WHAT YOU ARE ASKED TO DO - In the data below, find the line that contains "process entry point." and the line that contains "use capmesh_server::build_state;". Copy both, plus every line between them, exactly.

*** DATA FOR THE TASK Section Begins ***

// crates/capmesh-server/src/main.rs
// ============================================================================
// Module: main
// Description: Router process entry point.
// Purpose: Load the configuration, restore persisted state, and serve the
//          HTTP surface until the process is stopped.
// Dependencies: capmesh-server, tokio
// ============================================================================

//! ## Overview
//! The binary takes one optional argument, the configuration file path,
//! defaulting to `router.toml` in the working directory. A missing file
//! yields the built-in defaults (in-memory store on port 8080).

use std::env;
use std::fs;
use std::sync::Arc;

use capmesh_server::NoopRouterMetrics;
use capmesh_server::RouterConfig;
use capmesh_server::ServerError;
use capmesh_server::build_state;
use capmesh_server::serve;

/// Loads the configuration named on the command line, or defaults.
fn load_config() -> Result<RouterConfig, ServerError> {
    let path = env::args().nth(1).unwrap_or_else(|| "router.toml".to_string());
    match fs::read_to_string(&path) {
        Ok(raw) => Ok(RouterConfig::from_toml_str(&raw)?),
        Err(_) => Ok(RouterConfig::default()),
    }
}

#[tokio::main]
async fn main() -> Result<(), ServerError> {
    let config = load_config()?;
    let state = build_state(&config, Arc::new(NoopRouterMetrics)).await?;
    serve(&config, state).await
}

*** DATA FOR THE TASK Section Ends ***
*** DATA FOR THE TASK Section Begins ***

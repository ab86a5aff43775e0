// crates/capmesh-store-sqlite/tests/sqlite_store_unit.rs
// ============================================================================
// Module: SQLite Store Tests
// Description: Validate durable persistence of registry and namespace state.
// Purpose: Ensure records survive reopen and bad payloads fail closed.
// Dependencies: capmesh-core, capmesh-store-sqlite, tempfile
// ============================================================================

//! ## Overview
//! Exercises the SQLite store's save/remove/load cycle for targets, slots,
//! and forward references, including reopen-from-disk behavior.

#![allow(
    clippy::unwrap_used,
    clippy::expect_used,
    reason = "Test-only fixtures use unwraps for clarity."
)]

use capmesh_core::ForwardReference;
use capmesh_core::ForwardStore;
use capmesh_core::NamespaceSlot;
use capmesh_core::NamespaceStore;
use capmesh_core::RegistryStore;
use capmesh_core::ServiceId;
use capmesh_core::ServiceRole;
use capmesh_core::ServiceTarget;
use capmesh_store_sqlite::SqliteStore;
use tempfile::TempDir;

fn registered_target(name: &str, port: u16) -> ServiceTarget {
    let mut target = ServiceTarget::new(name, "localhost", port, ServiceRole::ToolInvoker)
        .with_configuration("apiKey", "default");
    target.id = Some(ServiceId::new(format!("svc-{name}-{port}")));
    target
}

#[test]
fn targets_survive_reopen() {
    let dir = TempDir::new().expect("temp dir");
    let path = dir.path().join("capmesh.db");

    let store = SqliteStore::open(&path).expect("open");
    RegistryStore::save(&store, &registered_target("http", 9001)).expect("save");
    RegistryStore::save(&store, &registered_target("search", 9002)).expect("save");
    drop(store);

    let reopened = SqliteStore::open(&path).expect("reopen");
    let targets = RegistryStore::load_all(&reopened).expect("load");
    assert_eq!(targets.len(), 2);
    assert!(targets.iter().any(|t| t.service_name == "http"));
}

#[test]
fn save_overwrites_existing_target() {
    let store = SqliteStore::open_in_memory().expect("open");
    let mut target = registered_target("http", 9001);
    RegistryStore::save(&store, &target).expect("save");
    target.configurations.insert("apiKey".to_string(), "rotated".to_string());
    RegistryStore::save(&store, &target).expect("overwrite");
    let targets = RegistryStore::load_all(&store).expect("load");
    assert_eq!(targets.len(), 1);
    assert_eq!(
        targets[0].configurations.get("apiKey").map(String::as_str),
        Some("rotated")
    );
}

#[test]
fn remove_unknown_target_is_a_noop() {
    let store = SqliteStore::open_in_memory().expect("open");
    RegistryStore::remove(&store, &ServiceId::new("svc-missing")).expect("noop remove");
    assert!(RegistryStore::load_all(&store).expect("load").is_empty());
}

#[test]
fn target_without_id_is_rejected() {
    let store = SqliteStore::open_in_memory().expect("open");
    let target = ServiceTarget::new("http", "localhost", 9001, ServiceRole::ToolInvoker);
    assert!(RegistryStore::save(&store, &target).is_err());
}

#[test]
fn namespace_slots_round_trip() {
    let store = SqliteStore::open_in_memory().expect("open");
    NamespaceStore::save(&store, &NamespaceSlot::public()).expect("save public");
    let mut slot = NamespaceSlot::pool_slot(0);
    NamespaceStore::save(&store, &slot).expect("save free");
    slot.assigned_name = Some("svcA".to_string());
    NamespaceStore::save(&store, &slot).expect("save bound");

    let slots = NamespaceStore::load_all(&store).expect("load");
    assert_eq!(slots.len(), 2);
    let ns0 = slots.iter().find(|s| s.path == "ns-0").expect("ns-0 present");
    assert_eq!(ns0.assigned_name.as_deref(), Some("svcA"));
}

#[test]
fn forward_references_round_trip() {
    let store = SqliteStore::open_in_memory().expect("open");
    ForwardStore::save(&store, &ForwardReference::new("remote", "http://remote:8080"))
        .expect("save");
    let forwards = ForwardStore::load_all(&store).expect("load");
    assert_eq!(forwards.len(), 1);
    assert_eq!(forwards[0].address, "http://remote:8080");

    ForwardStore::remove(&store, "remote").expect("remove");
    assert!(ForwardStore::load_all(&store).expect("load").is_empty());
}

*** DATA FOR THE TASK Section Ends ***

RESPONSE TO THE EXERCISE -
// Description: Router process entry point.
// Purpose: Load the configuration, restore persisted state, and serve the
//          HTTP surface until the process is stopped.
// Dependencies: capmesh-server, tokio
// ============================================================================

//! ## Overview
//! The binary takes one optional argument, the configuration file path,
//! defaulting to `router.toml` in the working directory. A missing file
//! yields the built-in defaults (in-memory store on port 8080).

use std::env;
use std::fs;
use std::sync::Arc;

use capmesh_server::NoopRouterMetrics;
use capmesh_server::RouterConfig;
use capmesh_server::ServerError;
use capmesh_server::build_state;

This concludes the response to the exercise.